■ **WHAT YOU SHOULD DO**
Locate the word "enumerate" in the data below, then copy every line that holds it.

(Saved entries)
== Segment start ==

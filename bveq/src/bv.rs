//! Bernstein-Vazirani circuits for a hidden bitstring, in a static and a
//! dynamic formulation, and checks that the two agree.
//!
//! Bitstrings are written most-significant bit first: the character at
//! index `k` of an `n`-character string is bit `n - 1 - k`. Any character
//! other than `'1'` counts as a 0.

use crate::circuit::Circuit;
use crate::ec::{self, Configuration};
use crate::error::Error;
use std::path::Path;

/// Worker threads used by the verification entry points
pub const DEFAULT_THREADS: usize = 8;

/// Bits of `bitstring`, least significant first
fn oracle_bits(bitstring: &str) -> impl Iterator<Item = bool> + '_ {
    bitstring.chars().rev().map(|c| c == '1')
}

/// The textbook circuit: n data qubits and one auxiliary qubit (qubit n),
/// measured into n classical bits.
pub fn bv_static(bitstring: &str) -> Circuit {
    let n = bitstring.chars().count();
    let mut c = Circuit::with_clbits(n + 1, n);

    c.x(n).barrier_all();
    for q in 0..=n {
        c.h(q);
    }
    c.barrier_all();

    for (q, bit) in oracle_bits(bitstring).enumerate() {
        if bit {
            c.cx(q, n);
        }
    }
    c.barrier_all();

    for q in 0..n {
        c.h(q);
    }
    for q in 0..n {
        c.measure(q, q);
    }

    c
}

/// The same algorithm on two qubits: qubit 0 learns one bit per round and
/// is measured and reset, qubit 1 stays in |-> throughout and is never reset.
pub fn bv_dynamic(bitstring: &str) -> Circuit {
    let n = bitstring.chars().count();
    let mut c = Circuit::with_clbits(2, n);

    c.x(1).barrier_all().h(1);

    for (idx, bit) in oracle_bits(bitstring).enumerate() {
        c.h(0);
        if bit {
            c.cx(0, 1);
        }
        c.h(0).barrier_all().measure(0, idx);
        if idx + 1 < n {
            c.reset(0);
        }
    }

    c
}

pub fn static_file_name(bitstring: &str) -> String {
    format!("BV-{bitstring}_indep_qiskit_{}.qasm", bitstring.chars().count())
}

pub fn dynamic_file_name(bitstring: &str) -> String {
    format!(
        "BV-{bitstring}_dynamic_qiskit_{}.qasm",
        bitstring.chars().count()
    )
}

/// Write both circuits for `bitstring` into `dir` as OpenQASM 2.0
///
/// The directory must exist.
pub fn bitstring_to_file(bitstring: &str, dir: impl AsRef<Path>) -> Result<(), Error> {
    log::info!("Creating {bitstring}");
    let dir = dir.as_ref();
    std::fs::write(
        dir.join(static_file_name(bitstring)),
        bv_static(bitstring).to_qasm(),
    )?;
    std::fs::write(
        dir.join(dynamic_file_name(bitstring)),
        bv_dynamic(bitstring).to_qasm(),
    )?;
    Ok(())
}

/// ZX checker only, with dynamic circuits transformed
pub fn zx_configuration(backpropagate: bool, nthreads: usize) -> Configuration {
    let mut config = Configuration::default();
    config.execution.nthreads = nthreads;
    config.execution.run_construction_checker = false;
    config.execution.run_alternating_checker = false;
    config.execution.run_simulation_checker = false;
    config.execution.run_zx_checker = true;
    config.optimizations.transform_dynamic_circuit = true;
    config.optimizations.backpropagate_output_permutation = backpropagate;
    config.functionality.check_partial_equivalence = false;
    config
}

/// Decision-diagram construction and simulation in partial-equivalence mode
pub fn qmdd_configuration(backpropagate: bool, nthreads: usize) -> Configuration {
    let mut config = Configuration::default();
    config.execution.nthreads = nthreads;
    config.execution.run_construction_checker = true;
    config.execution.run_alternating_checker = false;
    config.execution.run_simulation_checker = true;
    config.execution.run_zx_checker = false;
    config.optimizations.transform_dynamic_circuit = true;
    config.optimizations.backpropagate_output_permutation = backpropagate;
    config.functionality.check_partial_equivalence = true;
    config
}

/// True iff the check under `config` says "equivalent"
pub fn verify_with(qc1: &Circuit, qc2: &Circuit, config: &Configuration) -> Result<bool, Error> {
    let results = ec::verify(qc1, qc2, config)?;
    match results.to_json() {
        Ok(json) => log::info!("{json}"),
        Err(e) => log::warn!("could not render results: {e}"),
    }
    Ok(results.equivalence.to_string() == "equivalent")
}

pub fn verify(qc1: &Circuit, qc2: &Circuit, backpropagate: bool) -> Result<bool, Error> {
    verify_with(qc1, qc2, &zx_configuration(backpropagate, DEFAULT_THREADS))
}

pub fn verify_qmdd(qc1: &Circuit, qc2: &Circuit, backpropagate: bool) -> Result<bool, Error> {
    verify_with(qc1, qc2, &qmdd_configuration(backpropagate, DEFAULT_THREADS))
}

pub fn verify_circuits_zx(bitstring: &str) -> Result<bool, Error> {
    log::info!("Verifying {bitstring} with zx");
    verify(&bv_static(bitstring), &bv_dynamic(bitstring), true)
}

pub fn verify_circuits_qmdd(bitstring: &str) -> Result<bool, Error> {
    log::info!("Verifying {bitstring} with qmdd");
    verify_qmdd(&bv_static(bitstring), &bv_dynamic(bitstring), true)
}

#[cfg(test)]
mod tests {
    use super::*;
    use crate::gate::GType;

    #[test]
    fn static_layout() {
        let c = bv_static("101");
        assert_eq!(c.num_qubits(), 4);
        assert_eq!(c.num_clbits(), 3);
        assert_eq!(c.num_gates_of_type(GType::CNOT), 2);
        assert_eq!(c.num_gates_of_type(GType::Barrier), 3);
        assert_eq!(c.num_gates_of_type(GType::HAD), 7);
        assert_eq!(c.num_gates_of_type(GType::Measure), 3);
        assert_eq!(c.gates[0].t, GType::NOT);
        assert_eq!(c.gates[0].qs, vec![3]);
    }

    #[test]
    fn oracle_reads_msb_first() {
        // "01": bit 0 is set, bit 1 is not
        let c = bv_static("01");
        let cx: Vec<_> = c.gates.iter().filter(|g| g.t == GType::CNOT).collect();
        assert_eq!(cx.len(), 1);
        assert_eq!(cx[0].qs, vec![0, 2]);

        let d = bv_dynamic("10");
        let first_cx = d.gates.iter().position(|g| g.t == GType::CNOT).unwrap();
        let first_measure = d.gates.iter().position(|g| g.t == GType::Measure).unwrap();
        // bit 0 is 0, so the first round has no oracle call
        assert!(first_cx > first_measure);
    }

    #[test]
    fn dynamic_layout() {
        let c = bv_dynamic("110");
        assert_eq!(c.num_qubits(), 2);
        assert_eq!(c.num_clbits(), 3);
        assert_eq!(c.num_gates_of_type(GType::CNOT), 2);
        assert_eq!(c.num_gates_of_type(GType::Measure), 3);
        assert_eq!(c.num_gates_of_type(GType::Reset), 2);
        assert!(c
            .gates
            .iter()
            .filter(|g| g.t == GType::Reset)
            .all(|g| g.qs == vec![0]));
        let cbits: Vec<usize> = c
            .gates
            .iter()
            .filter(|g| g.t == GType::Measure)
            .map(|g| g.cs[0])
            .collect();
        assert_eq!(cbits, vec![0, 1, 2]);
        assert_eq!(c.gates.back().map(|g| g.t), Some(GType::Measure));
    }

    #[test]
    fn configurations() {
        let zx = zx_configuration(true, 8);
        assert!(zx.execution.run_zx_checker);
        assert!(!zx.execution.run_construction_checker);
        assert!(!zx.execution.run_simulation_checker);
        assert!(!zx.execution.run_alternating_checker);
        assert!(zx.optimizations.transform_dynamic_circuit);
        assert!(zx.optimizations.backpropagate_output_permutation);

        let dd = qmdd_configuration(false, 4);
        assert_eq!(dd.execution.nthreads, 4);
        assert!(dd.execution.run_construction_checker);
        assert!(dd.execution.run_simulation_checker);
        assert!(!dd.execution.run_zx_checker);
        assert!(dd.functionality.check_partial_equivalence);
        assert!(!dd.optimizations.backpropagate_output_permutation);
    }

    #[test]
    fn file_names() {
        assert_eq!(static_file_name("101"), "BV-101_indep_qiskit_3.qasm");
        assert_eq!(dynamic_file_name("101"), "BV-101_dynamic_qiskit_3.qasm");
    }

    #[test]
    fn small_instances() {
        for s in ["1", "0", "10", "011", "1101"] {
            assert!(verify_circuits_zx(s).unwrap(), "zx failed on {s}");
            assert!(verify_circuits_qmdd(s).unwrap(), "qmdd failed on {s}");
        }
    }
}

== Segment end ==

■ **SOLVED PROBLEM**
    for (q, bit) in oracle_bits(bitstring).enumerate() {
    for (idx, bit) in oracle_bits(bitstring).enumerate() {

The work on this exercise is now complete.